Is Google Cloud Run really Knative?

Google’s serverless containers as a service (CaaS) platform Cloud Run claims to implement the Knative API and its runtime contract. If true, this would mean that with the same YAML manifest file, you can run your apps on Google’s infrastructure, or a Kubernetes cluster anywhere.

Knative implements a lot of autoscaling and networking goodies directly on top of Kubernetes APIs. However, Google Cloud Run does not have Kubernetes, so it is actually a “reimplementation” of Knative APIs on Google’s infrastructure.

In this article, I’m going to walk you through parts of Knative API that work and that are not yet supported on Cloud Run.¹

# Same format, same runtime, same API

Cloud Run adheres to the same deployment format as Knative and Kubernetes: It accepts OCI image (more commonly known as “docker image”) as the deployment format.

When the container is executed, it follows the Cloud Run container runtime contract, which is the same as Knative Serving runtime contract. For example, the containers will get the same set of environment variables, and the requests will get the same set of guaranteed headers both on Knative and on Google Cloud Run.

Furthermore, the Cloud Run REST API implements the Knative Serving API specification to extend the compatibility to the control plane as well. (I’ll review how much of it is fully implemented and what parts are not in the next article.)

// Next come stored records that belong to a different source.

use serde::{Deserialize, Serialize};
use std::time::Duration;

use crate::engine::IceServer;
use crate::error::{SoftphoneError, SoftphoneResult};

/// Default secure websocket port used by WebRTC-capable registrars
pub const DEFAULT_WS_PORT: u16 = 8089;

/// Default websocket path appended to the server host
pub const DEFAULT_WS_PATH: &str = "/ws";

/// TURN relay credentials
#[derive(Debug, Clone, PartialEq, Eq, Serialize, Deserialize)]
pub struct TurnCredentials {
    pub uri: String,
    pub username: String,
    pub credential: String,
}

/// SIP account the softphone registers with.
///
/// Loaded from the config store and never mutated in place: a reload replaces
/// the whole value.
#[derive(Debug, Clone, PartialEq, Eq, Serialize, Deserialize)]
pub struct SipEndpointConfig {
    pub server: String,
    #[serde(default = "default_port")]
    pub port: u16,
    pub username: String,
    pub password: String,
    /// SIP domain; falls back to `server` when absent
    #[serde(default)]
    pub domain: Option<String>,
    /// Full websocket URI, overrides `server`/`port`/`ws_path`
    #[serde(default)]
    pub ws_uri: Option<String>,
    #[serde(default)]
    pub ws_path: Option<String>,
    #[serde(default)]
    pub turn: Option<TurnCredentials>,
    #[serde(default)]
    pub stun_servers: Vec<String>,
    #[serde(default = "default_enabled")]
    pub enabled: bool,
    #[serde(default)]
    pub display_name: Option<String>,
}

fn default_port() -> u16 {
    DEFAULT_WS_PORT
}

fn default_enabled() -> bool {
    true
}

impl SipEndpointConfig {
    pub fn new(
        server: impl Into<String>,
        username: impl Into<String>,
        password: impl Into<String>,
    ) -> Self {
        Self {
            server: server.into(),
            port: DEFAULT_WS_PORT,
            username: username.into(),
            password: password.into(),
            domain: None,
            ws_uri: None,
            ws_path: None,
            turn: None,
            stun_servers: Vec::new(),
            enabled: true,
            display_name: None,
        }
    }

    pub fn with_port(mut self, port: u16) -> Self {
        self.port = port;
        self
    }

    pub fn with_domain(mut self, domain: impl Into<String>) -> Self {
        self.domain = Some(domain.into());
        self
    }

    pub fn with_ws_uri(mut self, uri: impl Into<String>) -> Self {
        self.ws_uri = Some(uri.into());
        self
    }

    pub fn with_ws_path(mut self, path: impl Into<String>) -> Self {
        self.ws_path = Some(path.into());
        self
    }

    pub fn with_turn(mut self, turn: TurnCredentials) -> Self {
        self.turn = Some(turn);
        self
    }

    pub fn with_stun_server(mut self, uri: impl Into<String>) -> Self {
        self.stun_servers.push(uri.into());
        self
    }

    pub fn with_enabled(mut self, enabled: bool) -> Self {
        self.enabled = enabled;
        self
    }

    pub fn with_display_name(mut self, name: impl Into<String>) -> Self {
        self.display_name = Some(name.into());
        self
    }

    /// Check the fields a stack cannot start without
    pub fn validate(&self) -> SoftphoneResult<()> {
        let missing: Vec<&str> = [
            ("server", self.server.trim().is_empty()),
            ("username", self.username.trim().is_empty()),
            ("password", self.password.is_empty()),
        ]
        .into_iter()
        .filter_map(|(name, empty)| empty.then_some(name))
        .collect();

        if !missing.is_empty() {
            return Err(SoftphoneError::config(format!(
                "missing {}",
                missing.join(", ")
            )));
        }
        if self.port == 0 {
            return Err(SoftphoneError::config("port must be non-zero"));
        }
        if !self.enabled {
            return Err(SoftphoneError::config("SIP account is disabled"));
        }
        Ok(())
    }

    pub fn sip_domain(&self) -> &str {
        match self.domain.as_deref() {
            Some(domain) if !domain.trim().is_empty() => domain.trim(),
            _ => strip_scheme(self.server.trim()),
        }
    }

    /// Public identity, e.g. `sip:1001@sip.example.com`
    pub fn sip_identity(&self) -> String {
        format!("sip:{}@{}", self.username.trim(), self.sip_domain())
    }

    pub fn websocket_uri(&self) -> String {
        if let Some(uri) = self.ws_uri.as_deref().filter(|u| !u.trim().is_empty()) {
            return uri.trim().to_string();
        }
        let path = match self.ws_path.as_deref().map(str::trim) {
            Some(p) if p.is_empty() => DEFAULT_WS_PATH.to_string(),
            Some(p) if p.starts_with('/') => p.to_string(),
            Some(p) => format!("/{}", p),
            None => DEFAULT_WS_PATH.to_string(),
        };
        format!(
            "wss://{}:{}{}",
            strip_scheme(self.server.trim()),
            self.port,
            path
        )
    }

    /// STUN servers followed by the TURN relay, if any
    pub fn ice_servers(&self) -> Vec<IceServer> {
        let mut servers: Vec<IceServer> = self
            .stun_servers
            .iter()
            .filter(|uri| !uri.trim().is_empty())
            .map(|uri| IceServer::stun(uri.trim()))
            .collect();
        if let Some(turn) = &self.turn {
            servers.push(IceServer::turn(&turn.uri, &turn.username, &turn.credential));
        }
        servers
    }

    /// Turn a dialled string into a SIP URI.
    ///
    /// `sip:` URIs pass through, `user@host` gains the scheme, and bare
    /// extensions or phone numbers are placed in the account's domain.
    pub fn normalize_target(&self, target: &str) -> SoftphoneResult<String> {
        let trimmed = target.trim();
        let invalid = || SoftphoneError::InvalidTarget {
            target: target.to_string(),
        };

        if trimmed.is_empty() {
            return Err(invalid());
        }
        if trimmed.starts_with("sip:") || trimmed.starts_with("sips:") {
            return Ok(trimmed.to_string());
        }
        if trimmed.contains('@') {
            return Ok(format!("sip:{}", trimmed));
        }

        let user: String = if is_dialable_number(trimmed) {
            trimmed
                .chars()
                .filter(|c| !matches!(c, ' ' | '-' | '.' | '(' | ')'))
                .collect()
        } else {
            trimmed.to_string()
        };
        if user.is_empty() || user.chars().any(char::is_whitespace) {
            return Err(invalid());
        }
        Ok(format!("sip:{}@{}", user, self.sip_domain()))
    }
}

fn strip_scheme(server: &str) -> &str {
    server
        .strip_prefix("sips:")
        .or_else(|| server.strip_prefix("sip:"))
        .or_else(|| server.strip_prefix("wss://"))
        .or_else(|| server.strip_prefix("ws://"))
        .unwrap_or(server)
}

fn is_dialable_number(s: &str) -> bool {
    s.chars().any(|c| c.is_ascii_digit())
        && s
            .chars()
            .all(|c| c.is_ascii_digit() || matches!(c, '+' | '*' | '#' | ' ' | '-' | '.' | '(' | ')'))
}

/// Orchestrator tuning
#[derive(Debug, Clone)]
pub struct SoftphoneSettings {
    /// Identity used to look up stored credentials and presence
    pub user_id: String,
    /// How long destructive stack actions are held off around call start/end
    pub guard_window: Duration,
    /// Call duration counter period
    pub tick_interval: Duration,
}

impl Default for SoftphoneSettings {
    fn default() -> Self {
        Self {
            user_id: "default".to_string(),
            guard_window: Duration::from_secs(5),
            tick_interval: Duration::from_secs(1),
        }
    }
}

impl SoftphoneSettings {
    pub fn new(user_id: impl Into<String>) -> Self {
        Self {
            user_id: user_id.into(),
            ..Self::default()
        }
    }

    pub fn with_guard_window(mut self, window: Duration) -> Self {
        self.guard_window = window;
        self
    }

    pub fn with_tick_interval(mut self, interval: Duration) -> Self {
        self.tick_interval = interval;
        self
    }
}

#[cfg(test)]
mod tests {
    use super::*;

    fn account() -> SipEndpointConfig {
        SipEndpointConfig::new("sip.x.com", "1001", "p")
    }

    #[test]
    fn test_validate_reports_every_missing_field() {
        let err = SipEndpointConfig::new("", " ", "").validate().unwrap_err();
        assert_eq!(
            err,
            SoftphoneError::config("missing server, username, password")
        );
        assert!(account().validate().is_ok());
        assert!(account().with_enabled(false).validate().is_err());
        assert!(account().with_port(0).validate().is_err());
    }

    #[test]
    fn test_websocket_uri() {
        assert_eq!(account().websocket_uri(), "wss://sip.x.com:8089/ws");
        assert_eq!(
            account().with_port(443).with_ws_path("sip").websocket_uri(),
            "wss://sip.x.com:443/sip"
        );
        assert_eq!(
            account().with_ws_uri("wss://edge.x.com/ws").websocket_uri(),
            "wss://edge.x.com/ws"
        );
    }

    #[test]
    fn test_identity_uses_domain_when_present() {
        assert_eq!(account().sip_identity(), "sip:1001@sip.x.com");
        assert_eq!(
            account().with_domain("x.com").sip_identity(),
            "sip:1001@x.com"
        );
        let prefixed = SipEndpointConfig::new("sip:pbx.local", "7", "s");
        assert_eq!(prefixed.sip_identity(), "sip:7@pbx.local");
    }

    #[test]
    fn test_normalize_target() {
        let cfg = account();
        assert_eq!(cfg.normalize_target("5551234").unwrap(), "sip:5551234@sip.x.com");
        assert_eq!(
            cfg.normalize_target(" (555) 123-4567 ").unwrap(),
            "sip:5551234567@sip.x.com"
        );
        assert_eq!(cfg.normalize_target("bob@other.com").unwrap(), "sip:bob@other.com");
        assert_eq!(cfg.normalize_target("sip:alice@x.com").unwrap(), "sip:alice@x.com");
        assert!(cfg.normalize_target("   ").is_err());
        assert!(cfg.normalize_target("bob smith").is_err());
    }

    #[test]
    fn test_ice_servers_order() {
        let cfg = account()
            .with_stun_server("stun:stun.l.google.com:19302")
            .with_turn(TurnCredentials {
                uri: "turn:turn.x.com:3478".to_string(),
                username: "u".to_string(),
                credential: "c".to_string(),
            });
        let servers = cfg.ice_servers();
        assert_eq!(servers.len(), 2);
        assert_eq!(servers[0].urls, "stun:stun.l.google.com:19302");
        assert_eq!(servers[1].username.as_deref(), Some("u"));
    }

    #[test]
    fn test_settings_defaults() {
        let settings = SoftphoneSettings::new("u-1");
        assert_eq!(settings.user_id, "u-1");
        assert_eq!(settings.guard_window, Duration::from_secs(5));
        assert_eq!(settings.tick_interval, Duration::from_secs(1));
    }
}
use std::path::{Path, PathBuf};

use csv::{ReaderBuilder, Trim};
use glam::DVec2;
use image::ImageReader;
use indicatif::ParallelProgressIterator;
use log::{info, trace, warn};
use rayon::prelude::*;

use crate::detected_points::FrameFeatures;
use crate::error::{Error, Result};
use crate::features::{FeatureExtractor, extract_ranked};
use crate::io;
use crate::quality::FrameQualityEstimator;
use crate::types::{FramePose, TrajectoryFrame};

const HEADER_FIRST_CELL: &str = "Path";

/// Parses trajectory rows `path,x_m,y_m,angle_deg,m_per_px`.
///
/// Image paths are resolved against `folder`. Fields may be quoted, a
/// leading byte order mark and a header row starting with `Path` are skipped.
/// `source` only labels errors.
pub fn parse_trajectory(
    contents: &str,
    folder: &Path,
    source: &Path,
) -> Result<Vec<TrajectoryFrame>> {
    let contents = contents.strip_prefix('\u{feff}').unwrap_or(contents);
    let mut reader = ReaderBuilder::new()
        .has_headers(false)
        .flexible(true)
        .trim(Trim::All)
        .from_reader(contents.as_bytes());

    let mut frames = Vec::new();
    for record in reader.records() {
        let record = record.map_err(|e| Error::corrupt(source, e.to_string()))?;
        let line = record.position().map_or(0, |p| p.line());
        if record.get(0) == Some(HEADER_FIRST_CELL) {
            continue;
        }
        if record.len() < 5 {
            return Err(Error::corrupt(
                source,
                format!("line {}: expected 5 columns, got {}", line, record.len()),
            ));
        }
        let number = |i: usize| -> Result<f64> {
            record[i].parse::<f64>().map_err(|e| {
                Error::corrupt(source, format!("line {} column {}: {}", line, i + 1, e))
            })
        };
        frames.push(TrajectoryFrame {
            image_path: folder.join(&record[0]),
            pose: FramePose::new(
                DVec2::new(number(1)?, number(2)?),
                number(3)?,
                number(4)?,
            ),
        });
    }
    Ok(frames)
}

pub fn load_trajectory(csv_path: impl AsRef<Path>) -> Result<Vec<TrajectoryFrame>> {
    let csv_path = csv_path.as_ref();
    let contents = std::fs::read_to_string(csv_path).map_err(|e| {
        if e.kind() == std::io::ErrorKind::NotFound {
            Error::ResourceMissing(csv_path.to_path_buf())
        } else {
            Error::Io(e)
        }
    })?;
    let folder = csv_path.parent().unwrap_or_else(|| Path::new(""));
    let frames = parse_trajectory(&contents, folder, csv_path)?;
    trace!("loaded {} frames from {}", frames.len(), csv_path.display());
    Ok(frames)
}

/// Pixel center of a frame image, read from its header only.
pub fn frame_center(image_path: impl AsRef<Path>) -> Result<DVec2> {
    let (w, h) = image::image_dimensions(image_path)?;
    Ok(DVec2::new(w as f64 / 2.0, h as f64 / 2.0))
}

/// Cached feature blocks of one trajectory.
#[derive(Debug, Clone, PartialEq)]
pub struct FeaturePaths {
    pub keypoints: PathBuf,
    pub descriptors: PathBuf,
}

/// Cache files beside the trajectory CSV, keyed by detector and descriptor.
pub fn feature_paths(csv_path: impl AsRef<Path>, detector: &str, descriptor: &str) -> FeaturePaths {
    let csv_path = csv_path.as_ref();
    let stem = csv_path
        .file_stem()
        .map(|s| s.to_string_lossy().into_owned())
        .unwrap_or_default();
    let folder = csv_path.parent().unwrap_or_else(|| Path::new(""));
    FeaturePaths {
        keypoints: folder.join(format!("{}_{}.kp.bin", stem, detector)),
        descriptors: folder.join(format!("{}_{}_{}.dscr.bin", stem, detector, descriptor)),
    }
}

/// Loads both blocks and pairs them per frame.
pub fn load_features(paths: &FeaturePaths) -> Result<Vec<FrameFeatures>> {
    let keypoints = io::load_keypoints(&paths.keypoints)?;
    let descriptors = io::load_descriptors(&paths.descriptors)?;
    if keypoints.len() != descriptors.len() {
        return Err(Error::corrupt(
            &paths.descriptors,
            format!(
                "{} descriptor frames for {} keypoint frames",
                descriptors.len(),
                keypoints.len()
            ),
        ));
    }
    keypoints
        .into_iter()
        .zip(descriptors)
        .enumerate()
        .map(|(i, (kps, dscr))| {
            FrameFeatures::new(kps, dscr)
                .map_err(|e| Error::corrupt(&paths.descriptors, format!("frame {}: {}", i, e)))
        })
        .collect()
}

pub fn save_features(paths: &FeaturePaths, features: &[FrameFeatures]) -> Result<()> {
    let keypoints: Vec<_> = features.iter().map(|f| f.keypoints.clone()).collect();
    let descriptors: Vec<_> = features.iter().map(|f| f.descriptors.clone()).collect();
    io::save_keypoints(&paths.keypoints, &keypoints)?;
    io::save_descriptors(&paths.descriptors, &descriptors)
}

/// Decodes every frame image and extracts its strongest `max_count` features,
/// frames in parallel.
pub fn extract_trajectory_features<E: FeatureExtractor + Sync + ?Sized>(
    frames: &[TrajectoryFrame],
    extractor: &E,
    max_count: usize,
) -> Result<Vec<FrameFeatures>> {
    frames
        .par_iter()
        .progress_count(frames.len() as u64)
        .map(|frame| {
            let img = ImageReader::open(&frame.image_path)?.decode()?;
            extract_ranked(extractor, &img, max_count)
        })
        .collect()
}

/// Image quality of every frame at its own ground resolution, frames in parallel.
pub fn estimate_trajectory_quality(
    frames: &[TrajectoryFrame],
    estimator: &FrameQualityEstimator,
) -> Result<Vec<f64>> {
    frames
        .par_iter()
        .progress_count(frames.len() as u64)
        .map(|frame| {
            let img = ImageReader::open(&frame.image_path)?.decode()?;
            Ok(estimator.estimate(&img, frame.pose.meters_per_pixel))
        })
        .collect()
}

/// Loads cached features, or extracts and caches them when the cache is absent.
///
/// A cache that exists but cannot be decoded, or that holds a different
/// number of frames than the trajectory, is an error and is left untouched.
pub fn load_or_extract_features<E: FeatureExtractor + Sync + ?Sized>(
    frames: &[TrajectoryFrame],
    extractor: &E,
    paths: &FeaturePaths,
    max_count: usize,
) -> Result<Vec<FrameFeatures>> {
    match load_features(paths) {
        Ok(features) if features.len() == frames.len() => Ok(features),
        Ok(features) => Err(Error::corrupt(
            &paths.keypoints,
            format!(
                "cache holds {} frames, trajectory has {}",
                features.len(),
                frames.len()
            ),
        )),
        Err(Error::ResourceMissing(missing)) => {
            warn!("{} does not exist", missing.display());
            info!("extracting {} features of {} frames", extractor.name(), frames.len());
            let features = extract_trajectory_features(frames, extractor, max_count)?;
            save_features(paths, &features)?;
            info!("saved features to {}", paths.keypoints.display());
            Ok(features)
        }
        Err(e) => Err(e),
    }
}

# Use Knative API on Cloud Run today

Here’s a simple Knative Service manifest file you can directly deploy to Cloud Run:

apiVersion: serving.knative.dev/v1
kind: Service
metadata:
  name: hello
  annotations:
    autoscaling.knative.dev/maxScale: "100"
spec:
  template:
    spec:
      containerConcurrency: 50
      containers:
      - image: gcr.io/cloudrun/hello
        resources:
          limits:
            cpu: "1"
            memory: 512Mi
        env:
        - name: LOG_LEVEL
          value: debug

$ gcloud alpha run services replace app.yaml --platform=managed

This example intentionally omits all the parts that don’t work on Cloud Run. 😼 However, just like kubectl apply, you can use this command to deploy Knative Services to Cloud Run. Now, let’s talk about the parts I intentionally hid from you.

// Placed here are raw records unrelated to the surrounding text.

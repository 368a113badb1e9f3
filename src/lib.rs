//! Feature based recovery of frame poses against a geo-registered keypoint cloud.
//!
//! Reference frames are rebased into map coordinates and aggregated into a
//! [`cloud::KeypointCloud`]. A query frame is matched against the cloud, a
//! homography is fitted by RANSAC and its similarity part gives the query's
//! map position, heading and scale together with a consensus confidence.
//! Frames are also scored for image quality by [`quality::FrameQualityEstimator`].

pub mod cloud;
pub mod config;
pub mod data_loader;
pub mod detected_points;
pub mod error;
pub mod features;
pub mod io;
pub mod matcher;
pub mod optimization;
pub mod quality;
pub mod restorer;
pub mod trajectory_recover;
pub mod transform;
pub mod types;

pub use cloud::KeypointCloud;
pub use config::{QualityConfig, RansacConfig, RecoveryConfig};
pub use detected_points::{DescriptorMatrix, DistanceMetric, FrameFeatures, KeyPoint, Match};
pub use error::{Error, Result};
pub use features::FeatureExtractor;
pub use matcher::{BruteForceMatcher, DescriptorMatcher};
pub use quality::FrameQualityEstimator;
pub use restorer::CloudRestorer;
pub use trajectory_recover::TrajectoryRecover;
pub use types::{FramePose, RecoveryResult, TrajectoryFrame};
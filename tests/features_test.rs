use std::sync::atomic::Ordering;

use approx::assert_relative_eq;
use glam::DVec2;
use trajectory_recovery::features::{extract_ranked, image_center, rank_and_truncate, rebase_to_map};
use trajectory_recovery::{DescriptorMatrix, Error, FeatureExtractor, FramePose, KeyPoint};

mod common;
use common::{ColorDotExtractor, assert_vec_near, dot_image};

fn keypoints_with_responses(responses: &[f32]) -> Vec<KeyPoint> {
    responses
        .iter()
        .enumerate()
        .map(|(i, &r)| KeyPoint::new(i as f32, 0.0, 1.0, 0.0, r))
        .collect()
}

fn tagged_rows(n: usize) -> DescriptorMatrix {
    let rows: Vec<Vec<f32>> = (0..n).map(|i| vec![i as f32, -(i as f32)]).collect();
    DescriptorMatrix::from_rows(&rows).unwrap()
}

#[test]
fn test_rank_keeps_strongest_with_their_rows() {
    let kps = keypoints_with_responses(&[0.5, 3.0, 1.0, 3.0, 2.0]);
    let ranked = rank_and_truncate(kps, &tagged_rows(5), 3).unwrap();
    assert_eq!(ranked.len(), 3);
    // equal responses keep detection order
    let xs: Vec<f32> = ranked.keypoints.iter().map(|kp| kp.pt.x).collect();
    assert_eq!(xs, vec![1.0, 3.0, 4.0]);
    for (kp, row) in ranked.keypoints.iter().zip(ranked.descriptors.iter_rows()) {
        assert_eq!(row[0], kp.pt.x);
    }
}

#[test]
fn test_rank_zero_keeps_all() {
    let kps = keypoints_with_responses(&[1.0, 2.0, 3.0]);
    let ranked = rank_and_truncate(kps, &tagged_rows(3), 0).unwrap();
    assert_eq!(ranked.len(), 3);
    assert_eq!(ranked.descriptors.row(0), &[2.0, -2.0]);

    let kps = keypoints_with_responses(&[1.0, 2.0]);
    assert_eq!(rank_and_truncate(kps, &tagged_rows(2), 10).unwrap().len(), 2);
}

#[test]
fn test_rank_rejects_unpaired_rows() {
    let kps = keypoints_with_responses(&[1.0, 2.0]);
    assert!(matches!(
        rank_and_truncate(kps, &tagged_rows(3), 1),
        Err(Error::DimensionMismatch { expected: 2, actual: 3, .. })
    ));
}

#[test]
fn test_rebase_moves_points_angles_and_sizes() {
    let mut kps = vec![
        KeyPoint::new(50.0, 40.0, 10.0, 5.0, 1.0),
        KeyPoint::new(60.0, 40.0, 4.0, 0.0, 1.0),
    ];
    let pose = FramePose::new(DVec2::new(100.0, 200.0), 90.0, 0.5);
    rebase_to_map(&mut kps, DVec2::new(50.0, 40.0), &pose).unwrap();

    assert_vec_near(kps[0].pt.as_dvec2(), DVec2::new(100.0, 200.0), 1e-4);
    assert_vec_near(kps[1].pt.as_dvec2(), DVec2::new(100.0, 205.0), 1e-4);
    assert_relative_eq!(kps[0].angle, 95.0);
    assert_relative_eq!(kps[0].size, 5.0);
    assert_relative_eq!(kps[1].size, 2.0);
}

#[test]
fn test_extract_ranked_describes_only_kept() {
    let extractor = ColorDotExtractor::default();
    let img = dot_image(200, 160, 12, (0, 0));
    assert_eq!(image_center(&img), DVec2::new(100.0, 80.0));

    let all = extractor.extract(&img).unwrap();
    assert_eq!(all.len(), 12);

    let top = extract_ranked(&extractor, &img, 5).unwrap();
    assert_eq!(top.len(), 5);
    assert_eq!(top.descriptors.rows(), 5);
    assert_eq!(top.descriptors.cols(), 3);
    assert!(top.keypoints.windows(2).all(|w| w[0].response >= w[1].response));
    assert_eq!(extractor.compute_calls.load(Ordering::SeqCst), 2);

    let everything = extract_ranked(&extractor, &img, 0).unwrap();
    assert_eq!(everything.len(), 12);
}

# Parts that do not work (yet)

Parts of Knative Serving API are not implemented on Cloud Run yet or forever. ¹ These cases usually stem from one of these reasons:

Knative API has leaky abstractions relying on Kubernetes primitives (which aren’t available on Cloud Run)
some container knobs can’t be done with gVisor yet
it’s waiting to be implemented

If you take a look at Knative RevisionSpec type on Cloud Run REST API reference and search for search not supported, you’re going to find many API fields aren’t supported yet. ¹

Unsupported fields

volumes & volume mounts: Knative currently does not allow mounting arbitrary volume types even on Kubernetes, so the options are limited:
- configMap volume: Cloud Run currently doesn’t have the notion of a ConfigMap (use env instead)
- secret volume: Cloud Run doesn’t have “Secret” objects, but Google now has a Secret Manager so you can expect it might be integrated at some point.
  
  April 2021 update: Secret Manager support for Cloud Run is now in preview.
envFrom: this is actually a “RECOMMENDED” support in the spec, but due to lack of ConfigMap/Secrets, it’s not implemented. You need to specify env vars as literal values in the manifest.
liveness/readiness probes: in practice this could be done, however seems not implemented yet. There were also discussions in Knative to remove support for probes.
imagePullPolicy: Cloud Run has its efficient way of handling images, as it actually does not pull the image from registry when a new container starts.
securityContext: which UID to run the entrypoint as, probably can be implemented.

Knative features that aren’t part of the API Specification

Knative makes heavy use of Kubernetes annotations and labels to configure many aspects of a Service (autoscaling, visibility). These annotations are not defined in Knative API spec, so naturally, Cloud Run may treat the unimplemented ones as free-form key-value pairs² and silently ignore.

autoscaling.knative.dev/minScale annotation is not yet supported as Cloud Run always scales apps down to 0 when inactive for a while. However, there’s a validation to prevent this value from being specified right now.

April 2021 update: Cloud Run now supports warm instances through this annotation. These instances stay around to reduce cold starts and charged at a lower price point.
autoscaling.knative.dev/maxScale annotation is supported to set maximum number of container instances on Cloud Run.
serving.knative.dev/visibility label, which sets if a service is accessible externally or not, is not supported as all Cloud Run services currently have a public route (*.run.app) that are authorized (or allowed) using Cloud IAM permission bindings.

Parts of the API that work differently

labels: Cloud Run API is not 100% compatible with Kubernetes label keys. For example, example.com/foo is a valid label key in Kubernetes; but not allowed in Cloud Run API. Instead, it supports GCP resource labels format.
serviceAccountName: In Knative this refers to a Kubernetes Service Account. However, in Cloud Run, it’s a GCP service account email address, so they have different syntax.
resource requests/limits: While requests/limits help you burst in a Kubernetes cluster, Cloud Run will provision the amount of CPU/memory specified in limits with a gVisor sandbox, so requests don’t really do anything.
cpu limits: Cloud Run currently supports only 1 or 2 CPUs (subject to change) and it doesn’t support fractional core shares (e.g. 500m)

# Conclusion

Cloud Run is still improving. If anything above prevents you from using it, you can always opt in to use Cloud Run for Anthos, which runs on a GKE cluster with the open source Knative Serving implementation.

Otherwise, I recommend moving to declarative deployments on Cloud Run with gcloud run services replace (currently beta) or Terraform and automate your rollouts!

I hope you enjoyed this honest API review, I see no harm in discussing the parts that aren’t there so we can get your feedback and make it better. After all, my job is to make sure developers have a fun and productive time on Cloud Run. If you have comments, feel free to hit me up on Twitter.

That said Cloud Run for Anthos actually is Knative and runs on Kubernetes, so these limitations don’t apply to that. ↩︎ ↩︎ ↩︎
…which they are. Consider not using annotations for functionality that have reached v1 or “stable”, if you’re developing operators for Kubernetes. Follow Kubernetes’ example, and try restricting usage of annotations to alpha or beta features. ↩︎